Saturday, March 6, 2010

Menage a CrackHO

Charlie Sheen uses he's peen like a preacher uses a bible. I swear this man is doing the devils work. How is he able to keep up his extracurricular activities and not get his ass beat. People love Charlie.

In fact, I'm willing to bet that this fool could've fucked Mother Teresa and that Ho...would go down. Charlie would get out of it no probs. The man has some sort of Mystical Dickdom. How did he and young wifey pick out there vag of the week? I hope its a website where you can choose your drug, booze, and your hooker of choice. Combination # 5. Marion Barry likes Combination #7. It's Crack, Alize, and A Tina Turner
Look-ALike.

Charlie gets a slap on the wrist. more like a tap on dat ass and Chris Brown gets...
it's so fucked. Not that I think Chris Brown is Charlie Brown. But damn can we make this shit equal on some level.

I'd like to think in QUOTES



And she was like. And all of them were like. And he was like. It's like I'm dating this guy and he like...

Tales of a Crawdaddy

Rules to be a Matser Crawdaddy

this weeks hint:

Never play Red Hot Chili Peppers 'California' on a jukebox.
Actually, no Song with California in the title...Well, you can play California Love by Tupac and Dre.

Tuesday, December 22, 2009

Christmas Magic

This is just soooooooooo funny. Infact, my friend Leslie and I look at this video throughout the year just to pee our pants and remember what Christmas is all about! xo

Wednesday, December 2, 2009

Larry likes young fannies

Larry King, 78,  has a very distinguished reputation. Known in the biz as one of the best interviewers around. Larry interviewed tranny Tyra Banks. BOOOOOOORING! Larry has interviewed over 40,000 people since his career started in 1950. Larry likes to get to the root of an interview.

Back in the day, he would 'smoke em if he had em' a until that prick had to get a bypass surgery in the 80's. just so you know, having a bypass surgery and surviving it are the Academy Awards for a Crawdaddy. I mean a near death experience is  a modern day miracle. Larry knows about modern day miracles. The man has been around since the 30's. I'm so sure he has some severe scrotum drop.

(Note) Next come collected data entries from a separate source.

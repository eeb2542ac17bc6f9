use std::collections::{BTreeMap, HashMap};
use std::fs::File;
use std::io::{BufRead, BufReader, Read, Write};
use std::path::Path;

use super::srg::{self, Record};
use super::{Direction, MappingError, Member, Repackager, map_descriptor};

type FieldKey = (String, String);
type MethodKey = (String, String, String);

/// Rename entries for one direction, keyed by source-side names.
#[derive(Debug, Clone, Default)]
pub(crate) struct Entries {
    pub(crate) packages: BTreeMap<String, String>,
    pub(crate) classes: BTreeMap<String, String>,
    pub(crate) fields: BTreeMap<FieldKey, FieldKey>,
    pub(crate) methods: BTreeMap<MethodKey, MethodKey>,
}

impl Entries {
    /// Swap keys and values. Later duplicates on the target side win.
    fn inverted(&self) -> Entries {
        Entries {
            packages: self
                .packages
                .iter()
                .map(|(k, v)| (v.clone(), k.clone()))
                .collect(),
            classes: self
                .classes
                .iter()
                .map(|(k, v)| (v.clone(), k.clone()))
                .collect(),
            fields: self
                .fields
                .iter()
                .map(|(k, v)| (v.clone(), k.clone()))
                .collect(),
            methods: self
                .methods
                .iter()
                .map(|(k, v)| (v.clone(), k.clone()))
                .collect(),
        }
    }

    fn apply(&mut self, record: Record<'_>) {
        match record {
            Record::Package { obf, target } => {
                self.packages.insert(obf.to_owned(), target.to_owned());
            }
            Record::Class { obf, target } => {
                self.classes.insert(obf.to_owned(), target.to_owned());
            }
            Record::Field {
                owner,
                name,
                target_owner,
                target_name,
            } => {
                self.fields.insert(
                    (owner.to_owned(), name.to_owned()),
                    (target_owner.to_owned(), target_name.to_owned()),
                );
            }
            Record::Method {
                owner,
                name,
                desc,
                target_owner,
                target_name,
                target_desc,
            } => {
                self.methods.insert(
                    (owner.to_owned(), name.to_owned(), desc.to_owned()),
                    (
                        target_owner.to_owned(),
                        target_name.to_owned(),
                        target_desc.to_owned(),
                    ),
                );
            }
        }
    }
}

// ---------------------------------------------------------------------------
// Builder
// ---------------------------------------------------------------------------

/// Counts from loading one mapping source.
#[derive(Debug, Clone, Copy, Default, PartialEq, Eq)]
pub struct LoadReport {
    /// Records accepted.
    pub loaded: usize,
    /// Malformed lines skipped.
    pub skipped: usize,
}

/// Accumulates mapping sources. Later entries for the same key replace
/// earlier ones.
#[derive(Debug, Default)]
pub struct MappingTableBuilder {
    entries: Entries,
}

impl MappingTableBuilder {
    pub fn new() -> Self {
        Self::default()
    }

    /// Load SRG records from `reader`. `label` names the source in logs and
    /// errors.
    ///
    /// Malformed lines are logged and skipped; only I/O failure is an error.
    pub fn load<R: Read>(&mut self, reader: R, label: &str) -> Result<LoadReport, MappingError> {
        let mut report = LoadReport::default();
        for (idx, line) in BufReader::new(reader).lines().enumerate() {
            let line = line.map_err(|source| MappingError::Io {
                label: label.to_owned(),
                source,
            })?;
            match srg::parse_line(&line) {
                Ok(Some(record)) => {
                    self.entries.apply(record);
                    report.loaded += 1;
                }
                Ok(None) => {}
                Err(e) => {
                    log::warn!("{label}:{}: skipping malformed mapping line: {e}", idx + 1);
                    report.skipped += 1;
                }
            }
        }
        log::debug!(
            "loaded {} mapping records from {label} ({} skipped)",
            report.loaded,
            report.skipped
        );
        Ok(report)
    }

    /// Load SRG records from a file.
    pub fn load_path(&mut self, path: impl AsRef<Path>) -> Result<LoadReport, MappingError> {
        let path = path.as_ref();
        let label = path.display().to_string();
        let file = File::open(path).map_err(|source| MappingError::Io {
            label: label.clone(),
            source,
        })?;
        self.load(file, &label)
    }

    /// Add or replace a single class mapping.
    pub fn class(&mut self, obf: &str, target: &str) -> &mut Self {
        self.entries.apply(Record::Class { obf, target });
        self
    }

    /// Freeze into an immutable table.
    pub fn build(self) -> MappingTable {
        MappingTable::from_entries(self.entries)
    }
}

// ---------------------------------------------------------------------------
// Table
// ---------------------------------------------------------------------------

/// A patch file name resolved to a class.
#[derive(Debug, Clone, PartialEq, Eq)]
pub struct PatchTarget {
    /// Obfuscated binary name.
    pub obf: String,
    /// Target-space binary name.
    pub target: String,
}

/// Immutable rename table for both directions.
#[derive(Debug, Clone)]
pub struct MappingTable {
    forward: Entries,
    reverse: Entries,
    /// Target outer class -> target inner classes, sorted.
    inner: HashMap<String, Vec<String>>,
    /// Target outer simple name -> target inner classes, sorted.
    inner_by_simple: HashMap<String, Vec<String>>,
    /// Target simple name -> target binary names, sorted.
    simple: HashMap<String, Vec<String>>,
}

impl MappingTable {
    fn from_entries(forward: Entries) -> Self {
        let reverse = forward.inverted();

        let mut inner: HashMap<String, Vec<String>> = HashMap::new();
        let mut inner_by_simple: HashMap<String, Vec<String>> = HashMap::new();
        let mut simple: HashMap<String, Vec<String>> = HashMap::new();
        // BTreeMap iteration keeps both lists sorted.
        for target in reverse.classes.keys() {
            if let Some(idx) = target.rfind('$').filter(|&i| i > 0) {
                let outer = &target[..idx];
                inner
                    .entry(outer.to_owned())
                    .or_default()
                    .push(target.clone());
                inner_by_simple
                    .entry(simple_name(outer).to_owned())
                    .or_default()
                    .push(target.clone());
            }
            simple
                .entry(simple_name(target).to_owned())
                .or_default()
                .push(target.clone());
        }

        log::debug!(
            "mapping table: {} classes, {} fields, {} methods, {} packages",
            forward.classes.len(),
            forward.fields.len(),
            forward.methods.len(),
            forward.packages.len()
        );

        Self {
            forward,
            reverse,
            inner,
            inner_by_simple,
            simple,
        }
    }

    fn entries(&self, dir: Direction) -> &Entries {
        match dir {
            Direction::Forward => &self.forward,
            Direction::Reverse => &self.reverse,
        }
    }

    /// Translate a class binary name. Unmapped names pass through; an
    /// unmapped inner class keeps its suffix behind the translated outer
    /// class.
    pub fn translate_class(&self, name: &str, dir: Direction) -> String {
        if let Some(mapped) = self.entries(dir).classes.get(name) {
            return mapped.clone();
        }
        match name.rfind('$') {
            Some(idx) if idx > 0 => {
                format!("{}${}", self.translate_class(&name[..idx], dir), &name[idx + 1..])
            }
            _ => name.to_owned(),
        }
    }

    /// Translate a package name, `""` being the default package.
    pub fn translate_package(&self, name: &str, dir: Direction) -> String {
        self.entries(dir)
            .packages
            .get(name)
            .cloned()
            .unwrap_or_else(|| name.to_owned())
    }

    /// Translate every class reference in a descriptor.
    pub fn translate_descriptor(&self, desc: &str, dir: Direction) -> String {
        map_descriptor(desc, |class| self.translate_class(class, dir))
    }

    /// Translate a field (`descriptor == None`) or method reference.
    ///
    /// The owner always goes through `translate_class`. An unmapped member
    /// keeps its name, with the descriptor still translated.
    pub fn translate_member(
        &self,
        owner: &str,
        name: &str,
        descriptor: Option<&str>,
        dir: Direction,
    ) -> Member {
        let entries = self.entries(dir);
        let mapped_owner = self.translate_class(owner, dir);
        match descriptor {
            None => {
                let key = (owner.to_owned(), name.to_owned());
                let mapped_name = entries
                    .fields
                    .get(&key)
                    .map(|(_, n)| n.clone())
                    .unwrap_or_else(|| name.to_owned());
                Member {
                    owner: mapped_owner,
                    name: mapped_name,
                    descriptor: None,
                }
            }
            Some(desc) => {
                let key = (owner.to_owned(), name.to_owned(), desc.to_owned());
                let (mapped_name, mapped_desc) = match entries.methods.get(&key) {
                    Some((_, n, d)) => (n.clone(), d.clone()),
                    None => (name.to_owned(), self.translate_descriptor(desc, dir)),
                };
                Member {
                    owner: mapped_owner,
                    name: mapped_name,
                    descriptor: Some(mapped_desc),
                }
            }
        }
    }

    /// Resolve a target-space class path (as named by a source patch) to
    /// its obfuscated class: by full binary name first, then by simple name.
    ///
    /// Several classes sharing a simple name resolve to the first in sorted
    /// order.
    pub fn resolve_patch_name(&self, target_path: &str) -> Option<PatchTarget> {
        if let Some(obf) = self.reverse.classes.get(target_path) {
            return Some(PatchTarget {
                obf: obf.clone(),
                target: target_path.to_owned(),
            });
        }
        let candidates = self.simple.get(simple_name(target_path))?;
        if candidates.len() > 1 {
            log::debug!(
                "{target_path}: simple name matches {} classes, using {}",
                candidates.len(),
                candidates[0]
            );
        }
        let target = candidates.first()?;
        let obf = self.reverse.classes.get(target)?;
        Some(PatchTarget {
            obf: obf.clone(),
            target: target.clone(),
        })
    }

    /// Direct inner classes of a target-space class, sorted.
    pub fn inner_classes(&self, target_outer: &str) -> &[String] {
        self.inner
            .get(target_outer)
            .map(Vec::as_slice)
            .unwrap_or(&[])
    }

    /// Inner classes of every target-space outer class whose simple name is
    /// `simple`, sorted. Outer classes in different packages that share a
    /// simple name share one entry.
    pub fn inner_classes_by_simple_name(&self, simple: &str) -> &[String] {
        self.inner_by_simple
            .get(simple)
            .map(Vec::as_slice)
            .unwrap_or(&[])
    }

    /// Obfuscated name of a mapped target-space class.
    pub fn obf_name(&self, target: &str) -> Option<&str> {
        self.reverse.classes.get(target).map(String::as_str)
    }

    /// Mapped classes as `(obf, target)`, sorted by obfuscated name.
    pub fn classes(&self) -> impl Iterator<Item = (&str, &str)> {
        self.forward
            .classes
            .iter()
            .map(|(k, v)| (k.as_str(), v.as_str()))
    }

    pub fn class_count(&self) -> usize {
        self.forward.classes.len()
    }

    /// Rewrite the target side through `repackager`.
    ///
    /// Class targets, field owners, method owners and method target
    /// descriptors are repackaged; obfuscated names are untouched.
    pub fn repackaged(&self, repackager: &Repackager) -> MappingTable {
        let r = |class: &str| repackager.repackage_class(class);
        let fwd = &self.forward;
        let entries = Entries {
            packages: fwd.packages.clone(),
            classes: fwd
                .classes
                .iter()
                .map(|(obf, target)| (obf.clone(), r(target)))
                .collect(),
            fields: fwd
                .fields
                .iter()
                .map(|(key, (owner, name))| (key.clone(), (r(owner), name.clone())))
                .collect(),
            methods: fwd
                .methods
                .iter()
                .map(|(key, (owner, name, desc))| {
                    (
                        key.clone(),
                        (r(owner), name.clone(), map_descriptor(desc, r)),
                    )
                })
                .collect(),
        };
        MappingTable::from_entries(entries)
    }

    /// Write the table as SRG text in the given direction.
    pub fn write_srg<W: Write>(&self, out: &mut W, dir: Direction) -> std::io::Result<()> {
        srg::write_entries(self.entries(dir), out)
    }
}

/// Rightmost `/` segment of a binary name.
pub(crate) fn simple_name(name: &str) -> &str {
    name.rsplit('/').next().unwrap_or(name)
}
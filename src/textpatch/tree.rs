// Source trees read by patch generation and application.
//
// Paths are relative and `/` separated on every platform.

use std::collections::BTreeMap;
use std::fs;
use std::path::{Path, PathBuf};

use walkdir::WalkDir;

use super::TextPatchError;
use crate::archive::{ClassArchive, zip_to_vec};

/// Read-only view of a tree of files.
pub trait SourceTree {
    /// Every file path in the tree, sorted.
    fn paths(&self) -> Result<Vec<String>, TextPatchError>;

    /// Contents of `path`, or `None` if the tree has no such file.
    fn read(&self, path: &str) -> Result<Option<Vec<u8>>, TextPatchError>;
}

/// Files under a directory on disk.
#[derive(Debug, Clone)]
pub struct DirTree {
    root: PathBuf,
}

impl DirTree {
    pub fn new(root: impl Into<PathBuf>) -> Self {
        Self { root: root.into() }
    }

    pub fn root(&self) -> &Path {
        &self.root
    }
}

impl SourceTree for DirTree {
    fn paths(&self) -> Result<Vec<String>, TextPatchError> {
        let mut paths = Vec::new();
        if !self.root.is_dir() {
            return Ok(paths);
        }
        for entry in WalkDir::new(&self.root).sort_by_file_name() {
            let entry = entry.map_err(|source| TextPatchError::Walk {
                path: self.root.clone(),
                source,
            })?;
            if !entry.file_type().is_file() {
                continue;
            }
            match relative_path(&self.root, entry.path()) {
                Some(rel) => paths.push(rel),
                None => log::warn!("skipping non UTF-8 path {}", entry.path().display()),
            }
        }
        paths.sort();
        Ok(paths)
    }

    fn read(&self, path: &str) -> Result<Option<Vec<u8>>, TextPatchError> {
        let full = self.root.join(path);
        if !full.is_file() {
            return Ok(None);
        }
        fs::read(&full).map(Some).map_err(TextPatchError::io(full))
    }
}

/// Every file entry of a zip archive, loaded into memory when opened.
#[derive(Debug, Clone)]
pub struct ZipTree {
    entries: BTreeMap<String, Vec<u8>>,
}

impl ZipTree {
    pub fn open(path: impl AsRef<Path>) -> Result<Self, TextPatchError> {
        let mut archive = ClassArchive::open(path)?;
        Ok(Self {
            entries: archive.read_all()?,
        })
    }

    pub fn from_bytes(bytes: Vec<u8>, label: &str) -> Result<Self, TextPatchError> {
        let mut archive = ClassArchive::from_bytes(bytes, label)?;
        Ok(Self {
            entries: archive.read_all()?,
        })
    }
}

impl SourceTree for ZipTree {
    fn paths(&self) -> Result<Vec<String>, TextPatchError> {
        Ok(self.entries.keys().cloned().collect())
    }

    fn read(&self, path: &str) -> Result<Option<Vec<u8>>, TextPatchError> {
        Ok(self.entries.get(path).cloned())
    }
}

/// Writable in-memory tree; the working copy while patches apply.
#[derive(Debug, Clone, Default, PartialEq, Eq)]
pub struct MemoryTree {
    files: BTreeMap<String, Vec<u8>>,
}

impl MemoryTree {
    pub fn new() -> Self {
        Self::default()
    }

    /// Copy every file out of another tree.
    pub fn load(tree: &dyn SourceTree) -> Result<Self, TextPatchError> {
        let mut out = Self::new();
        for path in tree.paths()? {
            if let Some(bytes) = tree.read(&path)? {
                out.files.insert(path, bytes);
            }
        }
        Ok(out)
    }

    pub fn insert(&mut self, path: impl Into<String>, bytes: impl Into<Vec<u8>>) {
        self.files.insert(path.into(), bytes.into());
    }

    pub fn get(&self, path: &str) -> Option<&[u8]> {
        self.files.get(path).map(Vec::as_slice)
    }

    pub fn remove(&mut self, path: &str) -> Option<Vec<u8>> {
        self.files.remove(path)
    }

    pub fn contains(&self, path: &str) -> bool {
        self.files.contains_key(path)
    }

    pub fn len(&self) -> usize {
        self.files.len()
    }

    pub fn is_empty(&self) -> bool {
        self.files.is_empty()
    }

    pub fn iter(&self) -> impl Iterator<Item = (&str, &[u8])> {
        self.files.iter().map(|(k, v)| (k.as_str(), v.as_slice()))
    }

    /// Write every file under `dir`, creating parents as needed.
    pub fn write_to_dir(&self, dir: &Path) -> Result<(), TextPatchError> {
        for (path, bytes) in &self.files {
            let full = dir.join(path);
            if let Some(parent) = full.parent() {
                fs::create_dir_all(parent).map_err(TextPatchError::io(parent))?;
            }
            fs::write(&full, bytes).map_err(TextPatchError::io(&full))?;
        }
        Ok(())
    }

    /// Deterministic zip of the tree.
    pub fn to_zip(&self, label: &str) -> Result<Vec<u8>, TextPatchError> {
        Ok(zip_to_vec(&self.files, label)?)
    }
}

impl SourceTree for MemoryTree {
    fn paths(&self) -> Result<Vec<String>, TextPatchError> {
        Ok(self.files.keys().cloned().collect())
    }

    fn read(&self, path: &str) -> Result<Option<Vec<u8>>, TextPatchError> {
        Ok(self.files.get(path).cloned())
    }
}

/// Ordered union of trees. The first layer holding a path wins.
#[derive(Default)]
pub struct LayeredTree {
    layers: Vec<Box<dyn SourceTree>>,
}

impl LayeredTree {
    pub fn new() -> Self {
        Self::default()
    }

    pub fn push(&mut self, layer: impl SourceTree + 'static) -> &mut Self {
        self.layers.push(Box::new(layer));
        self
    }

    /// Open a directory or zip archive as a layer.
    pub fn push_path(&mut self, path: &Path) -> Result<&mut Self, TextPatchError> {
        if path.is_dir() {
            Ok(self.push(DirTree::new(path)))
        } else {
            Ok(self.push(ZipTree::open(path)?))
        }
    }

    pub fn len(&self) -> usize {
        self.layers.len()
    }

    pub fn is_empty(&self) -> bool {
        self.layers.is_empty()
    }
}

impl SourceTree for LayeredTree {
    fn paths(&self) -> Result<Vec<String>, TextPatchError> {
        let mut all = std::collections::BTreeSet::new();
        for layer in &self.layers {
            all.extend(layer.paths()?);
        }
        Ok(all.into_iter().collect())
    }

    fn read(&self, path: &str) -> Result<Option<Vec<u8>>, TextPatchError> {
        for layer in &self.layers {
            if let Some(bytes) = layer.read(path)? {
                return Ok(Some(bytes));
            }
        }
        Ok(None)
    }
}

pub(crate) fn relative_path(root: &Path, path: &Path) -> Option<String> {
    let rel = path.strip_prefix(root).ok()?;
    let parts: Option<Vec<&str>> = rel.components().map(|c| c.as_os_str().to_str()).collect();
    Some(parts?.join("/"))
}
// Binary patch generation.
//
// For every baseline root and every touched class (sorted), diff the
// baseline class against the dirty class and emit one record:
//   - client/server records -> runtime container
//   - merged records        -> dev container
//
// Archive reads are sequential; delta computation runs on the rayon pool
// when the `parallel` feature is enabled.

use std::collections::BTreeSet;
use std::fs::File;
use std::io::{BufReader, Read, Seek};
use std::path::Path;
use std::sync::Arc;

#[cfg(feature = "parallel")]
use rayon::prelude::*;

use super::container::{PatchContainer, Side};
use super::record::BinPatch;
use super::transform::TransformChain;
use super::ContainerError;
use crate::archive::{ArchiveError, ClassArchive};
use crate::checksum::adler32;
use crate::delta::compute_delta;
use crate::mapping::{Direction, MappingTable};

/// Errors from patch generation.
#[derive(Debug, thiserror::Error)]
pub enum GenerateError {
    #[error(transparent)]
    Archive(#[from] ArchiveError),
    #[error(transparent)]
    Container(#[from] ContainerError),
    #[error("touched class {class} is missing from dirty archive {archive}")]
    MissingFromDirty { class: String, archive: String },
    #[error("more than one baseline archive given for side {0}")]
    DuplicateBaseline(Side),
}

/// A clean archive for one baseline root.
pub struct Baseline<R = BufReader<File>> {
    pub side: Side,
    pub archive: ClassArchive<R>,
}

impl Baseline {
    /// Open a baseline archive from disk.
    pub fn open(side: Side, path: impl AsRef<Path>) -> Result<Self, ArchiveError> {
        Ok(Self {
            side,
            archive: ClassArchive::open(path)?,
        })
    }
}

/// Knobs for `BinPatchGenerator`.
#[derive(Debug, Clone, Default)]
pub struct GenerateOptions {
    /// Skip (with a warning) touched classes absent from the dirty archive
    /// instead of failing.
    pub skip_missing_dirty: bool,
}

/// The two output containers.
#[derive(Debug, Clone, Default, PartialEq, Eq)]
pub struct GeneratedPatches {
    /// Client and server records.
    pub runtime: PatchContainer,
    /// Merged records.
    pub dev: PatchContainer,
}

impl GeneratedPatches {
    /// Encode both containers through `chain` and write them.
    pub fn write_containers(
        &self,
        runtime_path: &Path,
        dev_path: &Path,
        chain: &TransformChain,
    ) -> Result<(), GenerateError> {
        self.runtime.write_to(runtime_path, chain)?;
        self.dev.write_to(dev_path, chain)?;
        Ok(())
    }
}

/// Input for one record, gathered before delta computation.
struct ClassJob {
    obf: String,
    clean: Option<Vec<u8>>,
    dirty: Vec<u8>,
}

/// Builds binary patch containers from baseline and dirty archives.
pub struct BinPatchGenerator {
    mapping: Arc<MappingTable>,
    options: GenerateOptions,
}

impl BinPatchGenerator {
    pub fn new(mapping: Arc<MappingTable>) -> Self {
        Self::with_options(mapping, GenerateOptions::default())
    }

    pub fn with_options(mapping: Arc<MappingTable>, options: GenerateOptions) -> Self {
        Self { mapping, options }
    }

    /// Generate records for every `(baseline, touched class)` pair.
    ///
    /// `touched` holds obfuscated binary names.
    pub fn generate<R, D>(
        &self,
        baselines: &mut [Baseline<R>],
        dirty: &mut ClassArchive<D>,
        touched: &BTreeSet<String>,
    ) -> Result<GeneratedPatches, GenerateError>
    where
        R: Read + Seek,
        D: Read + Seek,
    {
        let mut seen = BTreeSet::new();
        for baseline in baselines.iter() {
            if !seen.insert(baseline.side) {
                return Err(GenerateError::DuplicateBaseline(baseline.side));
            }
        }

        let mut out = GeneratedPatches::default();
        for baseline in baselines.iter_mut() {
            let jobs = self.collect_jobs(baseline, dirty, touched)?;
            let patches = self.compute(jobs);
            let container = if baseline.side.is_runtime() {
                &mut out.runtime
            } else {
                &mut out.dev
            };
            let count = patches.len();
            for patch in patches {
                container.insert(baseline.side, patch);
            }
            log::info!(
                "{}: {count} class patches from {}",
                baseline.side,
                baseline.archive.label()
            );
        }
        Ok(out)
    }

    fn collect_jobs<R, D>(
        &self,
        baseline: &mut Baseline<R>,
        dirty: &mut ClassArchive<D>,
        touched: &BTreeSet<String>,
    ) -> Result<Vec<ClassJob>, GenerateError>
    where
        R: Read + Seek,
        D: Read + Seek,
    {
        let mut jobs = Vec::with_capacity(touched.len());
        for obf in touched {
            let Some(dirty_bytes) = dirty.read_class(obf)? else {
                if self.options.skip_missing_dirty {
                    log::warn!("{obf} missing from {}, skipping", dirty.label());
                    continue;
                }
                return Err(GenerateError::MissingFromDirty {
                    class: obf.clone(),
                    archive: dirty.label().to_owned(),
                });
            };
            let clean = baseline.archive.read_class(obf)?;
            if clean.is_none() {
                log::debug!("{}: {obf} is new", baseline.side);
            }
            jobs.push(ClassJob {
                obf: obf.clone(),
                clean,
                dirty: dirty_bytes,
            });
        }
        Ok(jobs)
    }

    #[cfg(feature = "parallel")]
    fn compute(&self, jobs: Vec<ClassJob>) -> Vec<BinPatch> {
        jobs.into_par_iter().map(|job| self.make_patch(job)).collect()
    }

    #[cfg(not(feature = "parallel"))]
    fn compute(&self, jobs: Vec<ClassJob>) -> Vec<BinPatch> {
        jobs.into_iter().map(|job| self.make_patch(job)).collect()
    }

    fn make_patch(&self, job: ClassJob) -> BinPatch {
        let clean = job.clean.as_deref().unwrap_or(&[]);
        let delta = compute_delta(clean, &job.dirty);
        let target = self.mapping.translate_class(&job.obf, Direction::Forward);
        BinPatch {
            source_name: job.obf.replace('/', "."),
            target_name: target.replace('/', "."),
            checksum: job.clean.as_deref().map(adler32),
            obf_name: job.obf,
            delta,
        }
    }
}

#[cfg(test)]
mod tests {
    use super::*;
    use crate::archive::zip_to_vec;
    use crate::mapping::MappingTableBuilder;
    use std::collections::BTreeMap;
    use std::io::Cursor;

    fn archive(classes: &[(&str, &[u8])]) -> ClassArchive<Cursor<Vec<u8>>> {
        let entries: BTreeMap<String, Vec<u8>> = classes
            .iter()
            .map(|(n, b)| (format!("{n}.class"), b.to_vec()))
            .collect();
        ClassArchive::from_bytes(zip_to_vec(&entries, "t").unwrap(), "t").unwrap()
    }

    fn generator() -> BinPatchGenerator {
        let mut b = MappingTableBuilder::new();
        b.class("a", "net/minecraft/Foo").class("c", "net/minecraft/New");
        BinPatchGenerator::new(Arc::new(b.build()))
    }

    fn touched(names: &[&str]) -> BTreeSet<String> {
        names.iter().map(|s| s.to_string()).collect()
    }

    #[test]
    fn sides_split_between_containers() {
        let mut baselines = vec![
            Baseline {
                side: Side::Client,
                archive: archive(&[("a", &[1, 2, 3])]),
            },
            Baseline {
                side: Side::Merged,
                archive: archive(&[("a", &[1, 2, 3])]),
            },
        ];
        let mut dirty = archive(&[("a", &[1, 0x99, 3])]);
        let out = generator()
            .generate(&mut baselines, &mut dirty, &touched(&["a"]))
            .unwrap();

        let client = out.runtime.get(Side::Client, "net.minecraft.Foo").unwrap();
        assert_eq!(client.obf_name, "a");
        assert_eq!(client.source_name, "a");
        assert_eq!(client.checksum, Some(adler32(&[1, 2, 3])));
        assert_eq!(out.runtime.len(), 1);
        assert_eq!(out.dev.len(), 1);
        assert!(out.dev.get(Side::Merged, "net.minecraft.Foo").is_some());
    }

    #[test]
    fn new_class_has_no_checksum() {
        let mut baselines = vec![Baseline {
            side: Side::Server,
            archive: archive(&[]),
        }];
        let mut dirty = archive(&[("c", &[0xAA, 0xBB])]);
        let out = generator()
            .generate(&mut baselines, &mut dirty, &touched(&["c"]))
            .unwrap();
        let rec = out.runtime.get(Side::Server, "net.minecraft.New").unwrap();
        assert!(!rec.exists_in_baseline());
    }

    #[test]
    fn missing_dirty_class_is_fatal() {
        let mut baselines = vec![Baseline {
            side: Side::Client,
            archive: archive(&[("a", &[1])]),
        }];
        let mut dirty = archive(&[]);
        let err = generator()
            .generate(&mut baselines, &mut dirty, &touched(&["a"]))
            .unwrap_err();
        assert!(matches!(err, GenerateError::MissingFromDirty { ref class, .. } if class == "a"));
    }

    #[test]
    fn missing_dirty_class_can_be_skipped() {
        let mut baselines = vec![Baseline {
            side: Side::Client,
            archive: archive(&[("a", &[1])]),
        }];
        let mut dirty = archive(&[]);
        let mapping = generator().mapping;
        let lenient = BinPatchGenerator::with_options(
            mapping,
            GenerateOptions {
                skip_missing_dirty: true,
            },
        );
        let out = lenient
            .generate(&mut baselines, &mut dirty, &touched(&["a"]))
            .unwrap();
        assert!(out.runtime.is_empty());
    }

    #[test]
    fn duplicate_sides_rejected() {
        let mut baselines = vec![
            Baseline {
                side: Side::Client,
                archive: archive(&[]),
            },
            Baseline {
                side: Side::Client,
                archive: archive(&[]),
            },
        ];
        let mut dirty = archive(&[]);
        assert!(matches!(
            generator().generate(&mut baselines, &mut dirty, &BTreeSet::new()),
            Err(GenerateError::DuplicateBaseline(Side::Client))
        ));
    }

    #[test]
    fn unmapped_class_keeps_obfuscated_target_name() {
        let mut baselines = vec![Baseline {
            side: Side::Client,
            archive: archive(&[("x/y", &[5])]),
        }];
        let mut dirty = archive(&[("x/y", &[6])]);
        let out = generator()
            .generate(&mut baselines, &mut dirty, &touched(&["x/y"]))
            .unwrap();
        let rec = out.runtime.get(Side::Client, "x.y").unwrap();
        assert_eq!(rec.source_name, "x.y");
    }
}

Larry's wife Shawn Southwick-King is 48. She is Larry's seventh wife. WHAAAAT? this motherfucker has been married seven times. She is some singer, model, and other claims to fame that none of us mofo's know about. Supposedly, she was going to sing at Michael Jackson's tribute with Jermaine Jackson. Thank gawd that shit didn't go down.

Larry and Shawn have two kiddies and seem to be making it work. Maybe it's because allegedly this hooker is popping pills and drinking Peach Schnapps all day. we here at Crawdaddies support love in all its forms. Congrats to Larry.  XOXO











Last but not least Oprah. Tyra Banks only wishes.

Saturday, November 28, 2009

Geezers using tweezers


Ahh, shucks!!! Is this true? Could this be? Well, yes dear reader it is. I spoke with a gentlemen at the bar yesterday. I needed to release some of that thankfulness. I figured the best way I could, would be to not  be thankful while downing a six pack. HahahahahahHAHAHa you damn ALCHI. Anyway, I choked up a friendly conversation with this old ass man about dating. He is recently divorced from his third wife. He is on the market.  I asked him about his love life. He was siked to give me all sorts of tawdry details.

Here's the thing, what sent me all to the mortuary was that he told me some steps to his mac appeal. One of those steps ladies and peens was to pluck his gray pubes. So, bizarro right? I know. It seriously made me a zombie. The gent was really kind in relaying this information to me. I guess drinks will get you to the truth faster than a truth serum from a James Bond film.

Shmanywayheyhey, just thought you guys might want to be informed of this little tid bit...the more you know.

Black Friday

Every Friday is a black friday for me. THANK GOD. I decided that on Americas Black Friday I will start a new tradition. Its going to be everything Black on Black Friday. I'm wearing nothing but Black. I will act as no nonsense like Maya Angelou. I will be as tough and smooth like Maurice Chesnut. I will be as foxy as Nia Long. I will tell it like it is like Oprah. Fuck i will Skype like Oprah too. I will patronize Black grocery stores...Stay away from the produce! Ask Chris Rock he knows. I will go to Black Establishments. Eat the best food imaginable. I will listen to R&B radio. It will be full throttle.Please join me in my efforts to take Black Friday Back.

Thanks!!!!!!!

P.S. i went to google to see what images came up, when i entered the word black. It was a Black gulls big big huge black ass. Aargh! Which reminds me I will also use Blackle on Black Friday... yes, i know it is still Google search engine. Jeez why don't you bite my Black ASS!